The second (bubbles:false) event is dispatched within "Actor::_onGlobalTouchUpEvent".

I can't make heads or tails of the intended logic within Actor involving _overred, _pressedButton, and _pressedOvered. It looks like it might be trying to add handlers to generate TOUCH_UP/MOVE events on an Actor that received TOUCH_DOWN previously, regardless of the current mouse position.

I can't help but think this needs a bit of an overhaul. It seems to be designed around originally only supporting a single pointer perhaps?

Each Actor maintaining its own mouse button state seems wrong in general. Why is this being done?
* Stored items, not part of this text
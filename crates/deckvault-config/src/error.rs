//! Error types for configuration operations.

use thiserror::Error;

/// Primary error type for configuration operations.
#[derive(Debug, Error)]
pub enum ConfigError {
    /// Root folder id failed validation.
    #[error("invalid root folder id")]
    InvalidRootFolder {
        /// Offending value as supplied by the caller.
        value: String,
        /// Machine-readable reason for the failure.
        reason: &'static str,
    },
    /// Underlying persistence operation failed.
    #[error("configuration persistence failed")]
    Persistence {
        /// Source database error.
        #[source]
        source: anyhow::Error,
    },
}
//! Application wiring and the serve loop.
//!
//! Production dependency construction lives here; the bootstrap sequence
//! itself is in `controller.rs` and only ever sees trait objects, so it can
//! be exercised without a database or a drive service.

use std::sync::Arc;
use std::time::Duration;

use clap::Parser;
use deckvault_api::{ApiServer, ApiState};
use deckvault_config::{ConfigError, ConfigService, validate_root_folder_id};
use deckvault_core::{ConfigStore, DriveStore, TaskBroker};
use deckvault_data::TaskQueue;
use deckvault_drive::{RestDriveStore, WorkerConfig, WorkerSupervisor};
use deckvault_events::{EventBus, EventStream};
use deckvault_telemetry::{LogFormat, LoggingConfig, WorkerLog, init_logging};
use tracing::info;

use crate::cli::{Cli, Command};
use crate::controller::{BootstrapDeps, run_bootstrap};
use crate::error::{AppError, AppResult};

/// Entry point for the deckvault binary.
///
/// # Errors
///
/// Returns an error if dependency construction, the bootstrap sequence, or
/// the serve loop fails.
pub async fn run_app() -> AppResult<()> {
    let cli = Cli::parse();

    let worker_log = cli
        .log_file
        .clone()
        .map_or_else(WorkerLog::default_location, WorkerLog::at);

    let logging = LoggingConfig {
        level: &cli.log_level,
        format: LogFormat::infer(),
    };
    match cli.command {
        // The worker log is a bootstrap artifact; plain serve leaves it
        // untouched and logs to stdout only.
        Command::Serve => {
            init_logging(&logging, None)
                .map_err(|source| AppError::telemetry("telemetry.init", source))?;
        }
        Command::Bootstrap {
            ref root_folder_id, ..
        } => {
            prepare_bootstrap_log(&worker_log, root_folder_id)?;
            init_logging(&logging, Some(worker_log.path()))
                .map_err(|source| AppError::telemetry("telemetry.init", source))?;
        }
    }

    info!("deckvault starting");

    let queue = TaskQueue::connect(&cli.database_url)
        .await
        .map_err(|source| AppError::broker("queue.connect", source))?;
    let config = ConfigService::new(queue.pool().clone())
        .await
        .map_err(|source| {
            AppError::config("config_service.new", ConfigError::Persistence { source })
        })?;

    let store: Arc<dyn DriveStore> = Arc::new(
        RestDriveStore::new(&cli.drive_url)
            .map_err(|source| AppError::api("drive_store.new", source))?,
    );
    let broker: Arc<dyn TaskBroker> = Arc::new(queue);
    let config_store: Arc<dyn ConfigStore> = Arc::new(config);

    let events = EventBus::new();
    let supervisor = Arc::new(WorkerSupervisor::new(
        Arc::clone(&broker),
        Arc::clone(&store),
        events.clone(),
        WorkerConfig::default(),
    ));
    spawn_event_logger(events.subscribe());

    match cli.command {
        Command::Serve => {
            supervisor.start().await;
        }
        Command::Bootstrap {
            ref root_folder_id,
            settle_secs,
        } => {
            let deps = BootstrapDeps {
                broker: Arc::clone(&broker),
                config: config_store,
                supervisor: Arc::clone(&supervisor),
                events: events.clone(),
                worker_log,
            };
            let report =
                run_bootstrap(&deps, root_folder_id, Duration::from_secs(settle_secs)).await?;
            info!(
                root_folder_id = %report.root_folder_id,
                worker = report.worker_status.as_str(),
                worker_log = %report.worker_log.display(),
                replaced_worker = report.replaced_worker,
                reset_tasks = report.reset_tasks,
                queue_settled = report.queue_settled,
                initial_task_id = ?report.initial_task_id,
                "bootstrap complete, serving intake"
            );
        }
    }

    let state = ApiState::new(store, broker, supervisor);
    ApiServer::new(state)
        .serve(cli.listen)
        .await
        .map_err(|source| AppError::api("api.serve", source))
}

/// Truncate the worker log for a new bootstrap run.
///
/// The root folder id is checked first: a bad id must fail before any side
/// effect, including wiping the previous run's log.
fn prepare_bootstrap_log(worker_log: &WorkerLog, raw_root_folder_id: &str) -> AppResult<()> {
    validate_root_folder_id(raw_root_folder_id)
        .map_err(|source| AppError::InvalidRootFolder { source })?;
    worker_log
        .truncate()
        .map_err(|source| AppError::telemetry("worker_log.create", source))
}

/// Drain the event bus into the log so every pipeline event leaves a trace.
fn spawn_event_logger(mut events: EventStream) {
    tokio::spawn(async move {
        while let Some(envelope) = events.next().await {
            info!(
                event = envelope.event.kind(),
                event_id = envelope.id,
                detail = ?envelope.event,
                "pipeline event"
            );
        }
    });
}

#[cfg(test)]
mod tests {
    use super::*;
    use std::fs;

    #[test]
    fn bad_root_id_leaves_the_previous_log_untouched() {
        let dir = tempfile::tempdir().expect("tempdir");
        let worker_log = WorkerLog::at(dir.path().join("worker.log"));
        fs::write(worker_log.path(), "lines from the previous run\n").expect("seed log");

        let err = prepare_bootstrap_log(&worker_log, "   ").expect_err("must fail validation");
        assert!(matches!(err, AppError::InvalidRootFolder { .. }));
        assert_eq!(
            fs::read_to_string(worker_log.path()).expect("log"),
            "lines from the previous run\n"
        );
    }

    #[test]
    fn valid_root_id_truncates_the_log() {
        let dir = tempfile::tempdir().expect("tempdir");
        let worker_log = WorkerLog::at(dir.path().join("worker.log"));
        fs::write(worker_log.path(), "stale\n").expect("seed log");

        prepare_bootstrap_log(&worker_log, "F999").expect("prepare");
        assert_eq!(fs::read_to_string(worker_log.path()).expect("log"), "");
    }
}
//! Shared application state for the HTTP handlers.

use std::sync::Arc;

use deckvault_core::{DriveStore, TaskBroker};
use deckvault_drive::WorkerSupervisor;

/// Dependencies wired through every handler.
///
/// Handlers only ever see the trait objects, so the same router serves
/// production adapters and in-memory doubles.
#[derive(Clone)]
pub struct ApiState {
    /// Drive collaborator used for inline organization of uploads.
    pub store: Arc<dyn DriveStore>,
    /// Durable task queue, probed by the health route.
    pub broker: Arc<dyn TaskBroker>,
    /// Owner of the background worker, probed by the health route.
    pub supervisor: Arc<WorkerSupervisor>,
}

impl ApiState {
    /// Bundle the shared dependencies into handler state.
    #[must_use]
    pub fn new(
        store: Arc<dyn DriveStore>,
        broker: Arc<dyn TaskBroker>,
        supervisor: Arc<WorkerSupervisor>,
    ) -> Self {
        Self {
            store,
            broker,
            supervisor,
        }
    }
}
//! Telemetry primitives: logging setup and the per-run worker log file.

/// Logging initialisation and configuration.
pub mod init;
/// Per-run worker log file handle.
pub mod worker_log;

pub use init::{DEFAULT_LOG_LEVEL, LogFormat, LoggingConfig, init_logging};
pub use worker_log::WorkerLog;
//! Error types for organize operations.

use std::error::Error;

use thiserror::Error;

/// Primary error type for organize operations.
#[derive(Debug, Error)]
pub enum OrganizeError {
    /// Input failed validation before any work was attempted.
    #[error("invalid organize input")]
    Validation {
        /// Field that failed validation.
        field: &'static str,
        /// Machine-readable reason for the failure.
        reason: &'static str,
    },
    /// The drive collaborator rejected the operation.
    #[error("drive rejected the organize operation")]
    Rejected {
        /// Collaborator-supplied failure detail.
        detail: String,
    },
    /// The drive collaborator could not be reached.
    #[error("drive service unavailable")]
    Unavailable {
        /// Underlying transport or IO failure.
        #[source]
        source: Box<dyn Error + Send + Sync>,
    },
}

impl OrganizeError {
    /// Human-readable detail suitable for surfacing to an intake caller.
    #[must_use]
    pub fn detail(&self) -> String {
        match self {
            Self::Validation { field, reason } => format!("invalid {field}: {reason}"),
            Self::Rejected { detail } => detail.clone(),
            Self::Unavailable { source } => source.to_string(),
        }
    }
}

/// Convenience alias for organize operation results.
pub type OrganizeResult<T> = Result<T, OrganizeError>;
//! Multipart upload intake.

use axum::Json;
use axum::extract::{Multipart, State};
use deckvault_core::{StagedFile, normalize_folder_id};
use serde_json::{Value, json};
use tracing::{info, warn};

use crate::error::ApiError;
use crate::state::ApiState;

/// Body returned when an upload has been organized.
pub const UPLOAD_SUCCESS_MESSAGE: &str = "File uploaded and organized successfully!";

/// Body returned when the form is missing the file or a usable folder id.
pub const UPLOAD_REJECTED_MESSAGE: &str = "Please select a file and enter a valid folder ID.";

const FIELD_FILE: &str = "ppt_file";
const FIELD_FOLDER: &str = "parent_folder_id";

struct UploadForm {
    file_name: String,
    payload: Vec<u8>,
    destination_folder_id: String,
}

/// `POST /upload`: stage the presentation and organize it inline.
pub(crate) async fn upload(
    State(state): State<ApiState>,
    multipart: Multipart,
) -> Result<Json<Value>, ApiError> {
    let form = parse_form(multipart).await?;

    let staged = StagedFile::stage(&form.file_name, &form.payload)
        .await
        .map_err(|err| {
            warn!(error = %err, "failed to stage an upload");
            ApiError::internal("failed to stage the uploaded file")
        })?;

    info!(
        file = %staged.name(),
        destination = %form.destination_folder_id,
        bytes = form.payload.len(),
        "organizing an interactive upload"
    );

    state
        .store
        .organize(&staged, &form.destination_folder_id)
        .await
        .map_err(|err| {
            warn!(
                file = %staged.name(),
                destination = %form.destination_folder_id,
                error = %err,
                "interactive upload failed"
            );
            ApiError::from(err)
        })?;

    Ok(Json(json!({ "message": UPLOAD_SUCCESS_MESSAGE })))
}

/// Pull the file and folder id out of the form, rejecting anything unusable
/// with the caller-facing message.
async fn parse_form(mut multipart: Multipart) -> Result<UploadForm, ApiError> {
    let mut file: Option<(String, Vec<u8>)> = None;
    let mut folder: Option<String> = None;

    while let Some(field) = multipart
        .next_field()
        .await
        .map_err(|err| ApiError::bad_request(format!("malformed multipart body: {err}")))?
    {
        match field.name() {
            Some(FIELD_FILE) => {
                let name = field.file_name().unwrap_or("upload.bin").to_string();
                let payload = field
                    .bytes()
                    .await
                    .map_err(|err| {
                        ApiError::bad_request(format!("failed to read upload body: {err}"))
                    })?
                    .to_vec();
                file = Some((name, payload));
            }
            Some(FIELD_FOLDER) => {
                let value = field.text().await.map_err(|err| {
                    ApiError::bad_request(format!("failed to read folder id: {err}"))
                })?;
                folder = Some(value);
            }
            // Unknown fields are ignored, matching lenient form handling.
            _ => {}
        }
    }

    let Some((file_name, payload)) = file else {
        return Err(ApiError::bad_request(UPLOAD_REJECTED_MESSAGE));
    };
    if payload.is_empty() {
        return Err(ApiError::bad_request(UPLOAD_REJECTED_MESSAGE));
    }
    let Some(raw_folder) = folder else {
        return Err(ApiError::bad_request(UPLOAD_REJECTED_MESSAGE));
    };
    let destination_folder_id = normalize_folder_id(&raw_folder)
        .map_err(|_| ApiError::bad_request(UPLOAD_REJECTED_MESSAGE))?;

    Ok(UploadForm {
        file_name,
        payload,
        destination_folder_id,
    })
}
//! Logging initialisation and configuration.
//!
//! # Design
//! - Centralises logging setup (fmt or JSON) with a single entry point.
//! - Optionally mirrors output into the worker log file so each bootstrap
//!   run leaves a self-contained record on disk.

use std::fs::File;
use std::path::Path;
use std::sync::Arc;

use anyhow::{Result, anyhow};
use tracing_subscriber::{EnvFilter, fmt, layer::SubscriberExt, util::SubscriberInitExt};

/// Default logging target when `RUST_LOG` is not provided.
pub const DEFAULT_LOG_LEVEL: &str = "info";

/// Logging configuration.
#[derive(Debug, Clone)]
pub struct LoggingConfig<'a> {
    /// Log level string (e.g., `info`, `debug`).
    pub level: &'a str,
    /// Output format selection for the tracing subscriber.
    pub format: LogFormat,
}

impl Default for LoggingConfig<'_> {
    fn default() -> Self {
        Self {
            level: DEFAULT_LOG_LEVEL,
            format: LogFormat::infer(),
        }
    }
}

/// Available output formats for the logger.
#[derive(Debug, Clone, Copy)]
pub enum LogFormat {
    /// Emit logs as structured JSON objects.
    Json,
    /// Emit human-readable logs.
    Pretty,
}

impl LogFormat {
    /// Choose a sensible default for the current build.
    #[must_use]
    pub const fn infer() -> Self {
        if cfg!(debug_assertions) {
            Self::Pretty
        } else {
            Self::Json
        }
    }
}

/// Configure and install the global tracing subscriber.
///
/// When `log_file` is provided, output is additionally written there with
/// ANSI colouring disabled. The file must already exist (the worker log is
/// created/truncated by the bootstrap controller before logging starts).
///
/// # Errors
///
/// Returns an error if the log file cannot be opened or the subscriber
/// cannot be installed (for example, because another subscriber has already
/// been set globally).
pub fn init_logging(config: &LoggingConfig, log_file: Option<&Path>) -> Result<()> {
    let file_layer = log_file
        .map(|path| {
            File::options()
                .append(true)
                .open(path)
                .map(|file| fmt::layer().with_ansi(false).with_writer(Arc::new(file)))
        })
        .transpose()
        .map_err(|err| anyhow!("failed to open worker log file: {err}"))?;

    let registry = tracing_subscriber::registry()
        .with(build_env_filter(config.level))
        .with(file_layer);

    match config.format {
        LogFormat::Json => registry
            .with(
                fmt::layer()
                    .json()
                    .with_target(false)
                    .with_thread_ids(false),
            )
            .try_init()
            .map_err(|err| anyhow!("failed to install tracing subscriber: {err}")),
        LogFormat::Pretty => registry
            .with(fmt::layer().with_target(false).with_thread_ids(false))
            .try_init()
            .map_err(|err| anyhow!("failed to install tracing subscriber: {err}")),
    }
}

fn build_env_filter(level: &str) -> EnvFilter {
    EnvFilter::try_from_default_env().unwrap_or_else(|_| EnvFilter::new(level))
}

#[cfg(test)]
mod tests {
    use super::*;

    #[test]
    fn infer_picks_pretty_for_debug_builds() {
        match LogFormat::infer() {
            LogFormat::Pretty => assert!(cfg!(debug_assertions)),
            LogFormat::Json => assert!(!cfg!(debug_assertions)),
        }
    }

    #[test]
    fn init_logging_fails_on_missing_log_file() {
        let config = LoggingConfig::default();
        let missing = Path::new("/nonexistent/deckvault/worker.log");
        assert!(init_logging(&config, Some(missing)).is_err());
    }

    #[test]
    fn init_logging_installs_subscriber_once() {
        let config = LoggingConfig {
            level: "info",
            format: LogFormat::Pretty,
        };
        let _ = init_logging(&config, None);
    }
}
frankinshtein commented 7 years ago

It is known bug. there is workaround: you should check if 'bubbles' flag = false

example:

void GameScene::onEvent(Event *ev)
{
     if (ev->type == TouchEvent::TOUCH_UP && ev->bubbles == false)
     { 
         someStuff();
     }
}
frankinshtein commented 7 years ago

I can't help but think this needs a bit of an overhaul. It seems to be designed around originally only supporting a single pointer perhaps?

Each Actor maintaining its own mouse button state seems wrong in general. Why is this being done?

It is designed for multitouches. Thats why each actor has own state

jordan-woyak commented 7 years ago

It is designed for multitouches. Thats why each actor has own state

Yeah, but why is the state stored in each Actor? Why can't objects deriving from Actor register event handlers and deal with touch events normally on their own? It looks like the whole point of Actor keeping track of which pointer "overred" and "pressed" it is so it can register _onGlobalTouchMoveEvent and _onGlobalTouchUpEvent. Why are those handlers needed?

And then _overred is a pointer_index and _pressedButton is an array of pointer_index. So the Actor code can only remember a single "pointer" that "overred" or "pressed" it (per button). That doesn't seem multi-touch compliant.

TLDR: Why does Actor register touch event handlers at all? Why can't derived classes handle all the touch events as needed?